- IATA: none; ICAO: none; FAA LID: 8M2;

Summary
- Airport type: Public
- Owner: T. L. Wofford
- Serves: Weiner, Arkansas
- Elevation AMSL: 245 ft / 75 m
- Coordinates: 35°35′25″N 090°54′49″W﻿ / ﻿35.59028°N 90.91361°W
- Interactive map of Sally Wofford Airport

Runways
| Direction | Length |  | Surface |
| ft | m |
| 1/19 | 2,330 | 710 | Asphalt/turf |

Statistics (2010)
- Aircraft operations: 25,130
- Source: Federal Aviation Administration

= Sally Wofford Airport =

Sally Wofford Airport is a privately owned public-use airport in Poinsett County, Arkansas, United States. It is located three nautical miles (4 mi, 6 km) south of the central business district of Weiner, Arkansas.
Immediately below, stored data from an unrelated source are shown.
//! Rule parameters, global settings and host capabilities.

use std::collections::BTreeMap;
use std::fmt;

use crate::error::{Error, Result};

/// A single rule parameter value.
#[derive(Debug, Clone, PartialEq, Eq)]
#[cfg_attr(
    feature = "serde",
    derive(serde::Serialize, serde::Deserialize),
    serde(untagged)
)]
pub enum ParamValue {
    /// Integer parameter
    Integer(i64),
    /// Boolean parameter
    Boolean(bool),
    /// String parameter
    Text(String),
}

impl fmt::Display for ParamValue {
    fn fmt(&self, f: &mut fmt::Formatter<'_>) -> fmt::Result {
        match self {
            ParamValue::Integer(n) => write!(f, "{}", n),
            ParamValue::Boolean(b) => write!(f, "{}", b),
            ParamValue::Text(s) => write!(f, "{}", s),
        }
    }
}

impl From<&str> for ParamValue {
    fn from(value: &str) -> Self {
        ParamValue::Text(value.to_string())
    }
}

impl From<String> for ParamValue {
    fn from(value: String) -> Self {
        ParamValue::Text(value)
    }
}

impl From<i64> for ParamValue {
    fn from(value: i64) -> Self {
        ParamValue::Integer(value)
    }
}

/// Parameters of one rule.
#[derive(Debug, Clone, Default, PartialEq, Eq)]
#[cfg_attr(
    feature = "serde",
    derive(serde::Serialize, serde::Deserialize),
    serde(transparent)
)]
pub struct RuleParams {
    values: BTreeMap<String, ParamValue>,
}

impl RuleParams {
    /// Empty parameter set.
    pub fn new() -> Self {
        Self::default()
    }

    /// Builder-style setter.
    pub fn with(mut self, key: impl Into<String>, value: impl Into<ParamValue>) -> Self {
        self.values.insert(key.into(), value.into());
        self
    }

    /// Raw value of a parameter.
    pub fn get(&self, key: &str) -> Option<&ParamValue> {
        self.values.get(key)
    }

    /// String parameter, or `default` when unset.
    pub fn get_str(&self, key: &str, default: &str) -> String {
        self.values
            .get(key)
            .map(ToString::to_string)
            .unwrap_or_else(|| default.to_string())
    }

    /// String parameter that must be set and non-empty.
    pub fn require_str(&self, rule: &str, key: &str) -> Result<String> {
        match self.values.get(key) {
            Some(value) if !value.to_string().trim().is_empty() => Ok(value.to_string()),
            _ => Err(Error::Configuration {
                rule: rule.to_string(),
                message: format!("missing required parameter '{}'", key),
            }),
        }
    }

    /// Non-negative integer parameter, or `default` when unset.
    pub fn get_usize(&self, rule: &str, key: &str, default: usize) -> Result<usize> {
        match self.get_optional_u64(rule, key)? {
            None => Ok(default),
            Some(n) => usize::try_from(n).map_err(|_| out_of_range(rule, key, n)),
        }
    }

    /// Optional platform version parameter.
    pub fn get_version(&self, rule: &str, key: &str) -> Result<Option<u32>> {
        self.get_optional_u64(rule, key)?
            .map(|n| u32::try_from(n).map_err(|_| out_of_range(rule, key, n)))
            .transpose()
    }

    fn get_optional_u64(&self, rule: &str, key: &str) -> Result<Option<u64>> {
        let invalid = |value: &ParamValue| Error::Configuration {
            rule: rule.to_string(),
            message: format!("parameter '{}' is not a non-negative integer: {}", key, value),
        };
        match self.values.get(key) {
            None => Ok(None),
            Some(ParamValue::Integer(n)) => u64::try_from(*n)
                .map(Some)
                .map_err(|_| invalid(&ParamValue::Integer(*n))),
            Some(value @ ParamValue::Text(text)) => {
                text.trim().parse().map(Some).map_err(|_| invalid(value))
            }
            Some(value) => Err(invalid(value)),
        }
    }
}

fn out_of_range(rule: &str, key: &str, value: u64) -> Error {
    Error::Configuration {
        rule: rule.to_string(),
        message: format!("parameter '{}' is out of range: {}", key, value),
    }
}

/// Global settings shared by all checks.
#[derive(Debug, Clone, Default, PartialEq, Eq)]
#[cfg_attr(
    feature = "serde",
    derive(serde::Serialize, serde::Deserialize),
    serde(default)
)]
pub struct Settings {
    /// Minimum platform version targeted by the analysed project
    pub min_platform_version: Option<u32>,
}

impl Settings {
    /// Settings for a project whose oldest supported platform is `version`.
    pub fn with_min_platform_version(version: u32) -> Self {
        Self {
            min_platform_version: Some(version),
        }
    }

    /// Whether the project may run on a platform older than `version`.
    ///
    /// A project without a declared minimum may run anywhere.
    pub fn supports_platform_below(&self, version: u32) -> bool {
        self.min_platform_version.map_or(true, |min| min < version)
    }
}

/// What the embedding host accepts.
#[derive(Debug, Clone, Copy, PartialEq, Eq)]
pub struct HostCapabilities {
    /// Host has a channel for analysis errors
    pub analysis_errors: bool,
    /// Host can display secondary locations
    pub secondary_locations: bool,
}

impl Default for HostCapabilities {
    fn default() -> Self {
        Self {
            analysis_errors: true,
            secondary_locations: true,
        }
    }
}

/// Enabled rules with their parameters, plus global settings.
#[derive(Debug, Clone, Default, PartialEq, Eq)]
#[cfg_attr(
    feature = "serde",
    derive(serde::Serialize, serde::Deserialize),
    serde(default)
)]
pub struct AnalyzerConfig {
    /// Enabled rules, keyed by rule key
    pub rules: BTreeMap<String, RuleParams>,
    /// Global settings
    pub settings: Settings,
}

impl AnalyzerConfig {
    /// Every built-in rule with default parameters.
    ///
    /// `XPathCheck` is left out since it has no meaningful default
    /// expression.
    pub fn all_rules() -> Self {
        let rules = crate::checks::BUILTIN_RULES
            .iter()
            .filter(|&&key| key != crate::checks::XPATH_RULE)
            .map(|&key| (key.to_string(), RuleParams::new()))
            .collect();
        Self {
            rules,
            settings: Settings::default(),
        }
    }

    /// Enables a rule.
    pub fn enable(mut self, rule: impl Into<String>, params: RuleParams) -> Self {
        self.rules.insert(rule.into(), params);
        self
    }

    /// Whether a rule is enabled.
    pub fn is_enabled(&self, rule: &str) -> bool {
        self.rules.contains_key(rule)
    }
}

#[cfg(test)]
mod tests {
    use super::*;

    #[test]
    fn test_get_usize() {
        let params = RuleParams::new()
            .with("indentSize", 4i64)
            .with("tabSize", "8")
            .with("bad", "x")
            .with("negative", -1i64);
        assert_eq!(params.get_usize("R", "indentSize", 2).unwrap(), 4);
        assert_eq!(params.get_usize("R", "tabSize", 2).unwrap(), 8);
        assert_eq!(params.get_usize("R", "missing", 2).unwrap(), 2);
        assert!(matches!(
            params.get_usize("R", "bad", 2),
            Err(Error::Configuration { ref rule, .. }) if rule == "R"
        ));
        assert!(params.get_usize("R", "negative", 2).is_err());
    }

    #[test]
    fn test_get_version() {
        let params = RuleParams::new()
            .with("untilPlatformVersion", 21i64)
            .with("huge", 1i64 << 40);
        assert_eq!(params.get_version("R", "untilPlatformVersion").unwrap(), Some(21));
        assert_eq!(params.get_version("R", "missing").unwrap(), None);
        assert!(params.get_version("R", "huge").is_err());
    }

    #[test]
    fn test_supports_platform_below() {
        assert!(Settings::default().supports_platform_below(21));
        assert!(Settings::with_min_platform_version(16).supports_platform_below(21));
        assert!(!Settings::with_min_platform_version(21).supports_platform_below(21));
        assert!(!Settings::with_min_platform_version(26).supports_platform_below(21));
    }

    #[test]
    fn test_strings() {
        let params = RuleParams::new().with("expression", "//a").with("blank", " ");
        assert_eq!(params.get_str("expression", ""), "//a");
        assert_eq!(params.get_str("message", "default"), "default");
        assert!(params.require_str("XPathCheck", "blank").is_err());
        assert!(params.require_str("XPathCheck", "missing").is_err());
    }

    #[test]
    fn test_all_rules() {
        let config = AnalyzerConfig::all_rules();
        assert!(config.is_enabled("TabCharacterCheck"));
        assert!(config.is_enabled("ParsingError"));
        assert!(!config.is_enabled("XPathCheck"));
    }
}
== Facilities and aircraft ==
Sally Wofford Airport covers an area of 15 acres (6 ha) at an elevation of 245 feet (75 m) above mean sea level. It has one runway designated 1/19 with an asphalt and turf surface measuring 2,330 by 160 feet (710 x 49 m). For the 12-month period ending July 18, 2010, the airport had 25,130 general aviation aircraft operations, an average of 68 per day.